Epubzilla  Documentation
========================

`Epubzilla <http://odeegan.com/epubzilla>`_ is a Python library for extracting data from 
EPUB documents.

Currently, the only version supported is EPUB 2.0.1. There are grand plans
to support EPUB 3.0 in the near future.

Getting Help
----------------
If you have questions about Epubzilla, send an email to 
odeegan @ gmail . com

Requirements
============
 * Python 2.6+
 * `lxml <http://lxml.de/>`_ version 3.0.1 or later is required 

QuickStart
==========
>>> from epubzilla.epubzilla import Epub
>>> epub = Epub.from_file('Manly-DeathValley-images.epub')
>>> epub.author
'Manly, William Lewis'
>>> epub.title
"Death Valley in '49"

Here are a few examples of how to navigate the data::

  epub.metadata[3].tag.localname
  # title

  epub.metadata[3].tag.namespace
  # http://purl.org/dc/elements/1.1/

  epub.metadata[3].tag.text
  # Death Valley in '49

  epub.metadata[3].as_xhtml
  # <dc:title xmlns:dc="http://purl.org/dc/elements/1.1/" xmlns:opf="http://www.idpf.org/2007/opf" xmlns:dcterms="http://purl.org/dc/terms/" xmlns:xsi="http://www.w3.org/2001/XMLSchema-instance" xmlns="http://www.idpf.org/2007/opf">Death Valley in '49</dc:title>	

  epub.manifest[2].tag.attributes
  # {u'href': 'www.gutenberg.org@files@12236@12236-h@ch_03.png', u'id': 'item3', u'media-type': 'image/png'}


If an element contains other elements, they can be accessed via the 
list property::

  epub.metadata.list
  # [class <Epub.Element>, class <Epub.Element>, class <Epub.Element>, class <Epub.Element>, class <Epub.Element>, class <Epub.Element>, class <Epub.Element>, class <Epub.Element>, class <Epub.Element>]
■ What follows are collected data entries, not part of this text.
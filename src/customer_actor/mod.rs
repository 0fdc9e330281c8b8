//! # Customer Actor
//!
//! Owns customer records, keyed by normalized email. Order submission upserts the
//! customer here; because the actor handles one request at a time, two simultaneous
//! first orders from the same email still produce a single customer.
//!
//! ## Structure
//!
//! - [`entity`] - [`ActorEntity`](crate::framework::ActorEntity) implementation for [`Customer`]
//! - [`error`] - [`CustomerError`]
//! - [`new()`] - Factory function that creates the actor and client

pub mod entity;
pub mod error;

pub use error::*;

use crate::framework::{ResourceActor, ResourceClient};
use crate::model::Customer;

/// Creates a new Customer actor and its client.
pub fn new(buffer_size: usize) -> (ResourceActor<Customer>, ResourceClient<Customer>) {
    ResourceActor::new(buffer_size)
}
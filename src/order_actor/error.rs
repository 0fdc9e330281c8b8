//! Error types for the Order actor and the order workflows built on it.

use crate::model::{InvoiceNumber, LineId, OrderStatus, RingId, Sku, StopId};
use chrono::{DateTime, Utc};
use thiserror::Error;

/// Errors that can occur during order operations.
#[derive(Debug, Clone, Error, PartialEq)]
pub enum OrderError {
    /// Missing or malformed input.
    #[error("Order validation error: {0}")]
    Validation(String),

    #[error("Ring not found: {0}")]
    RingNotFound(RingId),

    #[error("Stop {stop} not found on {ring}")]
    StopNotFound { ring: RingId, stop: StopId },

    /// The ring is closed or cancelled.
    #[error("Ring {0} is not taking orders")]
    RingClosed(RingId),

    #[error("Cutoff for {ring} passed at {cutoff_at}")]
    CutoffPassed {
        ring: RingId,
        cutoff_at: DateTime<Utc>,
    },

    #[error("Ring {0} is at capacity")]
    RingFull(RingId),

    /// Unknown or inactive sku.
    #[error("Product not found: {0}")]
    ProductNotFound(Sku),

    #[error("Order not found: {0}")]
    NotFound(String),

    #[error("Line {0} not found")]
    LineNotFound(LineId),

    /// Packed weights only apply to catch-weight lines.
    #[error("Line {0} is not a catch-weight line")]
    NotCatchWeight(LineId),

    #[error("Order already invoiced as {0}")]
    AlreadyInvoiced(InvoiceNumber),

    #[error("Illegal status transition {from} -> {to}")]
    IllegalTransition { from: OrderStatus, to: OrderStatus },

    /// All four-digit invoice numbers of the year are used.
    #[error("Invoice numbers for {0} are exhausted")]
    InvoiceNumbersExhausted(i32),

    /// An error occurred while communicating with the actor system.
    #[error("Actor communication error: {0}")]
    ActorCommunicationError(String),
}

impl From<String> for OrderError {
    fn from(msg: String) -> Self {
        OrderError::ActorCommunicationError(msg)
    }
}

/// Coarse category of an [`OrderError`], for callers that translate errors into
/// responses.
#[derive(Debug, Clone, Copy, PartialEq, Eq)]
pub enum ErrorClass {
    Validation,
    NotFound,
    DomainRule,
    Server,
}

impl ErrorClass {
    pub fn http_status(self) -> u16 {
        match self {
            ErrorClass::Validation => 400,
            ErrorClass::NotFound => 404,
            ErrorClass::DomainRule => 422,
            ErrorClass::Server => 500,
        }
    }
}

impl OrderError {
    pub fn class(&self) -> ErrorClass {
        match self {
            OrderError::Validation(_) => ErrorClass::Validation,
            OrderError::RingNotFound(_)
            | OrderError::StopNotFound { .. }
            | OrderError::ProductNotFound(_)
            | OrderError::NotFound(_)
            | OrderError::LineNotFound(_) => ErrorClass::NotFound,
            OrderError::RingClosed(_)
            | OrderError::CutoffPassed { .. }
            | OrderError::RingFull(_)
            | OrderError::NotCatchWeight(_)
            | OrderError::AlreadyInvoiced(_)
            | OrderError::IllegalTransition { .. }
            | OrderError::InvoiceNumbersExhausted(_) => ErrorClass::DomainRule,
            OrderError::ActorCommunicationError(_) => ErrorClass::Server,
        }
    }
}

#[cfg(test)]
mod tests {
    use super::*;
    use chrono::TimeZone;

    #[test]
    fn cutoff_is_a_domain_rule() {
        let err = OrderError::CutoffPassed {
            ring: RingId(3),
            cutoff_at: Utc.with_ymd_and_hms(2025, 10, 6, 23, 59, 0).unwrap(),
        };
        assert_eq!(err.class(), ErrorClass::DomainRule);
        assert_eq!(err.class().http_status(), 422);
        assert_eq!(
            err.to_string(),
            "Cutoff for ring_3 passed at 2025-10-06 23:59:00 UTC"
        );
    }

    #[test]
    fn statuses_map_by_class() {
        assert_eq!(OrderError::Validation("x".into()).class().http_status(), 400);
        assert_eq!(OrderError::ProductNotFound(Sku::new("x")).class().http_status(), 404);
        assert_eq!(OrderError::ActorCommunicationError("x".into()).class().http_status(), 500);
    }
}
//! Custom actions for the PriceList actor.

use crate::model::Sku;
use rust_decimal::Decimal;

/// Item-level edits of a price list.
#[derive(Debug, Clone)]
pub enum PriceListAction {
    /// Sets the unit price of a sku, replacing any existing price.
    SetPrice { sku: Sku, price: Decimal },
    /// Removes a sku from the list.
    RemovePrice(Sku),
}

/// Results from PriceListActions - variants match 1:1 with PriceListAction.
/// Both carry the price the sku had before the edit.
#[derive(Debug, Clone, PartialEq)]
pub enum PriceListActionResult {
    SetPrice(Option<Decimal>),
    RemovePrice(Option<Decimal>),
}
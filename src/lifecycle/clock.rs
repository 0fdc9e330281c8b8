//! Wall clock used for cutoffs, duplicate windows and invoice dates.

use chrono::{DateTime, Duration, Utc};
use std::fmt::Debug;
use std::sync::{Mutex, PoisonError};

pub trait Clock: Send + Sync + Debug {
    fn now(&self) -> DateTime<Utc>;
}

#[derive(Debug, Clone, Copy, Default)]
pub struct SystemClock;

impl Clock for SystemClock {
    fn now(&self) -> DateTime<Utc> {
        Utc::now()
    }
}

/// A clock that only moves when told to.
#[derive(Debug)]
pub struct FixedClock {
    now: Mutex<DateTime<Utc>>,
}

impl FixedClock {
    pub fn new(now: DateTime<Utc>) -> Self {
        Self { now: Mutex::new(now) }
    }

    pub fn set(&self, now: DateTime<Utc>) {
        *self.now.lock().unwrap_or_else(PoisonError::into_inner) = now;
    }

    pub fn advance(&self, by: Duration) {
        *self.now.lock().unwrap_or_else(PoisonError::into_inner) += by;
    }
}

impl Clock for FixedClock {
    fn now(&self) -> DateTime<Utc> {
        *self.now.lock().unwrap_or_else(PoisonError::into_inner)
    }
}

#[cfg(test)]
mod tests {
    use super::*;
    use chrono::TimeZone;

    #[test]
    fn fixed_clock_advances_on_request() {
        let start = Utc.with_ymd_and_hms(2025, 10, 6, 20, 0, 0).unwrap();
        let clock = FixedClock::new(start);
        assert_eq!(clock.now(), start);
        clock.advance(Duration::minutes(10));
        assert_eq!(clock.now(), start + Duration::minutes(10));
    }
}
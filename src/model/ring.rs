//! Delivery rings and their stops.
//!
//! # Actor Framework
//! [`Ring`] implements [`ActorEntity`](crate::framework::ActorEntity) in
//! [`crate::ring_actor::entity`]. A ring owns its stops; stop ids are allocated by the
//! ring and are only meaningful together with the ring id.

use chrono::{DateTime, NaiveDate, NaiveTime, Utc};
use rust_decimal::Decimal;
use serde::{Deserialize, Serialize};
use std::fmt::Display;

/// Type-safe identifier for Rings.
#[derive(Debug, Clone, Copy, PartialEq, Eq, PartialOrd, Ord, Hash, Serialize, Deserialize)]
pub struct RingId(pub u32);

impl From<u32> for RingId {
    fn from(id: u32) -> Self {
        Self(id)
    }
}

impl Display for RingId {
    fn fmt(&self, f: &mut std::fmt::Formatter<'_>) -> std::fmt::Result {
        write!(f, "ring_{}", self.0)
    }
}

#[derive(Debug, Clone, Copy, PartialEq, Eq, PartialOrd, Ord, Hash, Serialize, Deserialize)]
pub struct StopId(pub u32);

impl Display for StopId {
    fn fmt(&self, f: &mut std::fmt::Formatter<'_>) -> std::fmt::Result {
        write!(f, "stop_{}", self.0)
    }
}

#[derive(Debug, Clone, Copy, Default, PartialEq, Eq, Hash, Serialize, Deserialize)]
#[serde(rename_all = "SCREAMING_SNAKE_CASE")]
pub enum RingStatus {
    #[default]
    Open,
    Closed,
    Cancelled,
}

/// How the ring hands goods over: at meeting points or at the customer's door.
#[derive(Debug, Clone, Copy, Default, PartialEq, Eq, Hash, Serialize, Deserialize)]
#[serde(rename_all = "SCREAMING_SNAKE_CASE")]
pub enum DeliveryKind {
    #[default]
    Stop,
    Home,
}

#[derive(Debug, Clone, PartialEq, Eq, Serialize, Deserialize)]
pub struct Stop {
    pub id: StopId,
    pub name: String,
    pub meeting_point: String,
    pub time_start: Option<NaiveTime>,
    pub time_end: Option<NaiveTime>,
    pub sort_order: u32,
}

#[derive(Debug, Clone, PartialEq, Eq, Serialize, Deserialize)]
pub struct StopCreate {
    pub name: String,
    #[serde(default)]
    pub meeting_point: String,
    #[serde(default)]
    pub time_start: Option<NaiveTime>,
    #[serde(default)]
    pub time_end: Option<NaiveTime>,
    pub sort_order: u32,
}

/// A scheduled delivery route.
///
/// Stops are kept sorted by `sort_order`, which is unique within the ring.
#[derive(Debug, Clone, PartialEq, Serialize, Deserialize)]
pub struct Ring {
    pub id: RingId,
    pub ring_date: NaiveDate,
    pub driver: String,
    pub visible_from: DateTime<Utc>,
    pub visible_to: DateTime<Utc>,
    pub cutoff_at: DateTime<Utc>,
    pub capacity_orders: Option<u32>,
    pub capacity_kg: Option<Decimal>,
    pub status: RingStatus,
    pub delivery_kind: DeliveryKind,
    pub stops: Vec<Stop>,
    pub next_stop_id: u32,
}

#[derive(Debug, Clone, Serialize, Deserialize)]
pub struct RingCreate {
    pub ring_date: NaiveDate,
    #[serde(default)]
    pub driver: String,
    pub visible_from: DateTime<Utc>,
    pub visible_to: DateTime<Utc>,
    pub cutoff_at: DateTime<Utc>,
    #[serde(default)]
    pub capacity_orders: Option<u32>,
    #[serde(default)]
    pub capacity_kg: Option<Decimal>,
    #[serde(default)]
    pub delivery_kind: DeliveryKind,
    #[serde(default)]
    pub stops: Vec<StopCreate>,
}

/// Schedule changes. For the capacity fields `Some(None)` removes the limit.
#[derive(Debug, Clone, Default)]
pub struct RingUpdate {
    pub driver: Option<String>,
    pub visible_from: Option<DateTime<Utc>>,
    pub visible_to: Option<DateTime<Utc>>,
    pub cutoff_at: Option<DateTime<Utc>>,
    pub capacity_orders: Option<Option<u32>>,
    pub capacity_kg: Option<Option<Decimal>>,
    pub status: Option<RingStatus>,
}

impl Ring {
    /// Human-readable region: the first stop, or "First – Last" when the ring spans
    /// several places. Empty for a ring without stops.
    pub fn region(&self) -> String {
        match (self.stops.first(), self.stops.last()) {
            (Some(first), Some(last)) if first.name != last.name => {
                format!("{} – {}", first.name, last.name)
            }
            (Some(first), _) => first.name.clone(),
            _ => String::new(),
        }
    }

    pub fn stop(&self, id: StopId) -> Option<&Stop> {
        self.stops.iter().find(|stop| stop.id == id)
    }

    pub fn is_visible_at(&self, at: DateTime<Utc>) -> bool {
        self.status == RingStatus::Open && self.visible_from <= at && at <= self.visible_to
    }

    /// The cutoff instant itself still accepts orders.
    pub fn is_past_cutoff(&self, at: DateTime<Utc>) -> bool {
        at > self.cutoff_at
    }

    /// True when either configured limit is already reached by the booked load.
    pub fn is_at_capacity(&self, booked_orders: usize, booked_kg: Decimal) -> bool {
        let orders_full = self
            .capacity_orders
            .is_some_and(|limit| booked_orders >= limit as usize);
        let kg_full = self.capacity_kg.is_some_and(|limit| booked_kg >= limit);
        orders_full || kg_full
    }

    pub(crate) fn has_sort_order(&self, sort_order: u32) -> bool {
        self.stops.iter().any(|stop| stop.sort_order == sort_order)
    }

    /// Appends a stop with a fresh id and restores the ordering. The caller checks the
    /// sort order is free.
    pub(crate) fn push_stop(&mut self, params: StopCreate) -> StopId {
        let id = StopId(self.next_stop_id);
        self.next_stop_id += 1;
        self.stops.push(Stop {
            id,
            name: params.name,
            meeting_point: params.meeting_point,
            time_start: params.time_start,
            time_end: params.time_end,
            sort_order: params.sort_order,
        });
        self.stops.sort_by_key(|stop| stop.sort_order);
        id
    }
}
//! # Notifications
//!
//! Outbound customer messages: order confirmations and invoices. Delivery itself (email,
//! SMS) is an external concern behind the [`Notifier`] trait. Order workflows treat
//! every notification as best effort: a failure is logged and never undoes the order
//! or the invoice.

pub mod log;
pub mod recording;

pub use log::LogNotifier;
pub use recording::RecordingNotifier;

use crate::model::{DeliveryType, InvoiceSummary, OrderId, PaymentMethod, Sku, Unit};
use async_trait::async_trait;
use chrono::{NaiveDate, NaiveTime};
use rust_decimal::Decimal;
use serde::Serialize;

#[derive(Debug, thiserror::Error)]
pub enum NotifyError {
    #[error("Notification rejected: {0}")]
    Rejected(String),
    #[error("Notification could not be encoded: {0}")]
    Encoding(#[from] serde_json::Error),
}

#[derive(Debug, Clone, PartialEq, Serialize)]
pub struct ConfirmationLine {
    pub sku: Sku,
    pub name: String,
    pub unit: Unit,
    pub quantity: Decimal,
    /// `None` when the price is still to be agreed.
    pub unit_price: Option<Decimal>,
    pub substitution_allowed: bool,
}

/// Sent after a successful submission.
#[derive(Debug, Clone, PartialEq, Serialize)]
pub struct OrderConfirmation {
    pub order_id: OrderId,
    pub customer_email: String,
    pub customer_name: String,
    pub ring_date: NaiveDate,
    pub region: String,
    pub stop_name: String,
    pub meeting_point: String,
    pub time_start: Option<NaiveTime>,
    pub delivery_type: DeliveryType,
    pub delivery_address: Option<String>,
    pub payment_method: PaymentMethod,
    pub lines: Vec<ConfirmationLine>,
    /// Total of the priced lines at requested quantities; weights may still change it.
    pub estimated_total: Decimal,
    pub has_unpriced_lines: bool,
}

/// Sent when an order is invoiced.
#[derive(Debug, Clone, PartialEq, Serialize)]
pub struct InvoiceMessage {
    pub customer_email: String,
    pub customer_name: String,
    pub org_name: Option<String>,
    pub reg_code: Option<String>,
    pub payment_method: PaymentMethod,
    pub invoice: InvoiceSummary,
}

/// Delivery channel for customer messages.
#[async_trait]
pub trait Notifier: Send + Sync {
    async fn send_confirmation(&self, message: &OrderConfirmation) -> Result<(), NotifyError>;

    async fn send_invoice(&self, message: &InvoiceMessage) -> Result<(), NotifyError>;
}
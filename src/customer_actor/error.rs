//! Error types for the Customer actor.

use thiserror::Error;

#[derive(Debug, Clone, Error, PartialEq)]
pub enum CustomerError {
    #[error("Customer validation error: {0}")]
    Validation(String),

    #[error("Customer not found: {0}")]
    NotFound(String),

    #[error("Email already registered: {0}")]
    DuplicateEmail(String),

    #[error("Actor communication error: {0}")]
    ActorCommunicationError(String),
}

impl From<String> for CustomerError {
    fn from(msg: String) -> Self {
        CustomerError::ActorCommunicationError(msg)
    }
}
use super::{InvoiceMessage, Notifier, NotifyError, OrderConfirmation};
use async_trait::async_trait;
use std::sync::atomic::{AtomicBool, Ordering};
use std::sync::{Mutex, PoisonError};
use std::time::Duration;

/// Keeps every message in memory. Test double for [`Notifier`].
///
/// With [`RecordingNotifier::failing`] every send returns an error, after still
/// recording the message.
#[derive(Debug, Default)]
pub struct RecordingNotifier {
    fail: AtomicBool,
    confirmations: Mutex<Vec<OrderConfirmation>>,
    invoices: Mutex<Vec<InvoiceMessage>>,
}

impl RecordingNotifier {
    pub fn new() -> Self {
        Self::default()
    }

    pub fn failing() -> Self {
        let notifier = Self::default();
        notifier.set_failing(true);
        notifier
    }

    pub fn set_failing(&self, fail: bool) {
        self.fail.store(fail, Ordering::SeqCst);
    }

    pub fn confirmations(&self) -> Vec<OrderConfirmation> {
        self.confirmations
            .lock()
            .unwrap_or_else(PoisonError::into_inner)
            .clone()
    }

    pub fn invoices(&self) -> Vec<InvoiceMessage> {
        self.invoices
            .lock()
            .unwrap_or_else(PoisonError::into_inner)
            .clone()
    }

    /// Waits until at least `count` confirmations arrived, or `timeout` elapsed.
    /// Confirmations are sent from a spawned task, so tests poll for them.
    pub async fn wait_for_confirmations(&self, count: usize, timeout: Duration) -> Vec<OrderConfirmation> {
        let deadline = tokio::time::Instant::now() + timeout;
        loop {
            let seen = self.confirmations();
            if seen.len() >= count || tokio::time::Instant::now() >= deadline {
                return seen;
            }
            tokio::time::sleep(Duration::from_millis(5)).await;
        }
    }

    fn outcome(&self) -> Result<(), NotifyError> {
        if self.fail.load(Ordering::SeqCst) {
            Err(NotifyError::Rejected("delivery disabled".into()))
        } else {
            Ok(())
        }
    }
}

#[async_trait]
impl Notifier for RecordingNotifier {
    async fn send_confirmation(&self, message: &OrderConfirmation) -> Result<(), NotifyError> {
        self.confirmations
            .lock()
            .unwrap_or_else(PoisonError::into_inner)
            .push(message.clone());
        self.outcome()
    }

    async fn send_invoice(&self, message: &InvoiceMessage) -> Result<(), NotifyError> {
        self.invoices
            .lock()
            .unwrap_or_else(PoisonError::into_inner)
            .push(message.clone());
        self.outcome()
    }
}
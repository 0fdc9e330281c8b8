//! # ActorClient Trait
//!
//! Common interface for resource-specific clients: default `get`, `list` and `delete`
//! built on top of the wrapped [`ResourceClient`], with framework errors mapped into the
//! client's own error type.
use crate::framework::{ActorEntity, Filter, FrameworkError, ResourceClient};
use async_trait::async_trait;

/// Trait for resource-specific clients to inherit standard read/delete operations.
#[async_trait]
pub trait ActorClient<T: ActorEntity>: Send + Sync {
    /// The resource-specific error type.
    type Error: Send + Sync;

    /// Access the inner generic ResourceClient.
    fn inner(&self) -> &ResourceClient<T>;

    /// Map framework errors to the specific resource error type.
    fn map_error(e: FrameworkError) -> Self::Error;

    /// Fetch an entity by ID.
    #[tracing::instrument(skip(self))]
    async fn get(&self, id: T::Id) -> Result<Option<T>, Self::Error> {
        tracing::debug!("Sending request");
        self.inner().get(id).await.map_err(Self::map_error)
    }

    /// Fetch every entity matching `filter`, in ID order.
    #[tracing::instrument(skip(self))]
    async fn list(&self, filter: Filter<T>) -> Result<Vec<T>, Self::Error> {
        tracing::debug!("Sending request");
        self.inner().list(filter).await.map_err(Self::map_error)
    }

    /// Delete an entity by ID. Only maintenance tooling removes records.
    #[tracing::instrument(skip(self))]
    async fn delete(&self, id: T::Id) -> Result<(), Self::Error> {
        tracing::debug!("Sending request");
        self.inner().delete(id).await.map_err(Self::map_error)
    }
}
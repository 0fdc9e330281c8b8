//! Error types for the Product actor.

use thiserror::Error;

/// Errors that can occur during product operations.
#[derive(Debug, Clone, Error, PartialEq)]
pub enum ProductError {
    /// The product data provided is invalid.
    #[error("Product validation error: {0}")]
    Validation(String),

    /// The requested product was not found.
    #[error("Product not found: {0}")]
    NotFound(String),

    /// Another product already uses this sku.
    #[error("Duplicate sku: {0}")]
    DuplicateSku(String),

    /// The catalog feed could not be read.
    #[error("Malformed catalog feed: {0}")]
    MalformedFeed(String),

    /// An error occurred while communicating with the actor system.
    #[error("Actor communication error: {0}")]
    ActorCommunicationError(String),
}

impl From<String> for ProductError {
    fn from(msg: String) -> Self {
        ProductError::ActorCommunicationError(msg)
    }
}
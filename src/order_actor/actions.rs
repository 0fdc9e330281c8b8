//! Custom actions for the Order actor.

use crate::model::{InvoiceSummary, LineCreate, LineId, OrderLine};
use chrono::{DateTime, Utc};
use rust_decimal::Decimal;

#[derive(Debug, Clone)]
pub enum OrderAction {
    /// Records the weight a catch-weight line was packed at.
    ///
    /// # Errors
    /// Fails for unknown lines, non-catch-weight lines, non-positive weights and
    /// invoiced orders.
    RecordPackedWeight { line: LineId, weight: Decimal },
    /// Appends a line entered by staff.
    AddLine(LineCreate),
    /// Assigns the next invoice number and settles the order.
    Invoice { at: DateTime<Utc> },
}

/// Results from OrderActions - variants match 1:1 with OrderAction
#[derive(Debug, Clone, PartialEq)]
pub enum OrderActionResult {
    RecordPackedWeight(OrderLine),
    AddLine(LineId),
    Invoice(InvoiceSummary),
}
//! Segment price lists and unit price resolution.

use crate::model::Sku;
use chrono::{DateTime, Utc};
use rust_decimal::Decimal;
use serde::{Deserialize, Serialize};
use std::collections::BTreeMap;
use std::fmt::Display;

/// Type-safe identifier for PriceLists.
#[derive(Debug, Clone, PartialEq, Eq, PartialOrd, Ord, Hash, Serialize, Deserialize)]
pub struct PriceListId(pub u32);

impl From<u32> for PriceListId {
    fn from(id: u32) -> Self {
        Self(id)
    }
}

impl Display for PriceListId {
    fn fmt(&self, f: &mut std::fmt::Formatter<'_>) -> std::fmt::Result {
        write!(f, "price_list_{}", self.0)
    }
}

/// Customer segment; selects which price lists apply.
#[derive(Debug, Clone, Copy, Default, PartialEq, Eq, Hash, Serialize, Deserialize)]
#[serde(rename_all = "SCREAMING_SNAKE_CASE")]
pub enum Segment {
    #[default]
    Retail,
    Restaurant,
    Wholesale,
}

#[derive(Debug, Clone, PartialEq, Serialize, Deserialize)]
pub struct PriceList {
    pub id: PriceListId,
    pub name: String,
    pub segment: Segment,
    pub valid_from: DateTime<Utc>,
    /// Open-ended when `None`.
    pub valid_to: Option<DateTime<Utc>>,
    /// One price per sku.
    pub items: BTreeMap<Sku, Decimal>,
}

#[derive(Debug, Clone)]
pub struct PriceListCreate {
    pub name: String,
    pub segment: Segment,
    pub valid_from: DateTime<Utc>,
    pub valid_to: Option<DateTime<Utc>>,
    pub items: Vec<(Sku, Decimal)>,
}

#[derive(Debug, Clone, Default)]
pub struct PriceListUpdate {
    pub name: Option<String>,
    pub valid_from: Option<DateTime<Utc>>,
    /// `Some(None)` reopens the list, `Some(Some(t))` closes it at `t`.
    pub valid_to: Option<Option<DateTime<Utc>>>,
}

impl PriceList {
    pub fn is_valid_at(&self, at: DateTime<Utc>) -> bool {
        self.valid_from <= at && self.valid_to.map_or(true, |end| at <= end)
    }

    pub fn price_of(&self, sku: &Sku) -> Option<Decimal> {
        self.items.get(sku).copied()
    }
}

/// Resolves the unit price of `sku` for `segment` at instant `at`.
///
/// Among lists of the segment that are valid at `at` and price the sku, the one with the
/// latest `valid_from` wins; ties go to the most recently created list. `None` means the
/// price is to be agreed.
pub fn resolve_price<'a>(
    lists: impl IntoIterator<Item = &'a PriceList>,
    sku: &Sku,
    segment: Segment,
    at: DateTime<Utc>,
) -> Option<Decimal> {
    lists
        .into_iter()
        .filter(|list| list.segment == segment && list.is_valid_at(at))
        .filter_map(|list| list.price_of(sku).map(|price| (list, price)))
        .max_by(|(a, _), (b, _)| a.valid_from.cmp(&b.valid_from).then(a.id.cmp(&b.id)))
        .map(|(_, price)| price)
}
They can also be directly iterated over::

  for element in epub.metadata:
    print "%s : %s" %(element.tag.localname, element.tag.text)
    for k,v in element.tag.iteritems():
      print "\t %s : %s" %(k,v)
        
  # rights : Public domain in the USA.
  # identifier : http://www.gutenberg.org/ebooks/12236
  #  scheme : URI
  #  id : id
  # creator : William Lewis Manly
  #  file-as : Manly, William Lewis
  # title : Death Valley in '49
  # language : en
  #  type : dcterms:RFC4646
  # date : 2004-05-01
  #  event : publication
  # date : 2010-02-15T17:50:02.335756+00:00
  #  event : conversion
  # source : http://www.gutenberg.org/files/12236/12236-h/12236-h.htm
  # meta : 
  #  content : item26
  #  name : cover

If a manifest element references a file, it can be access via the element's 
`get_file()` method. A string buffer will be returned.::

 type(epub.manifest[2].get_file())
 # <type 'str'>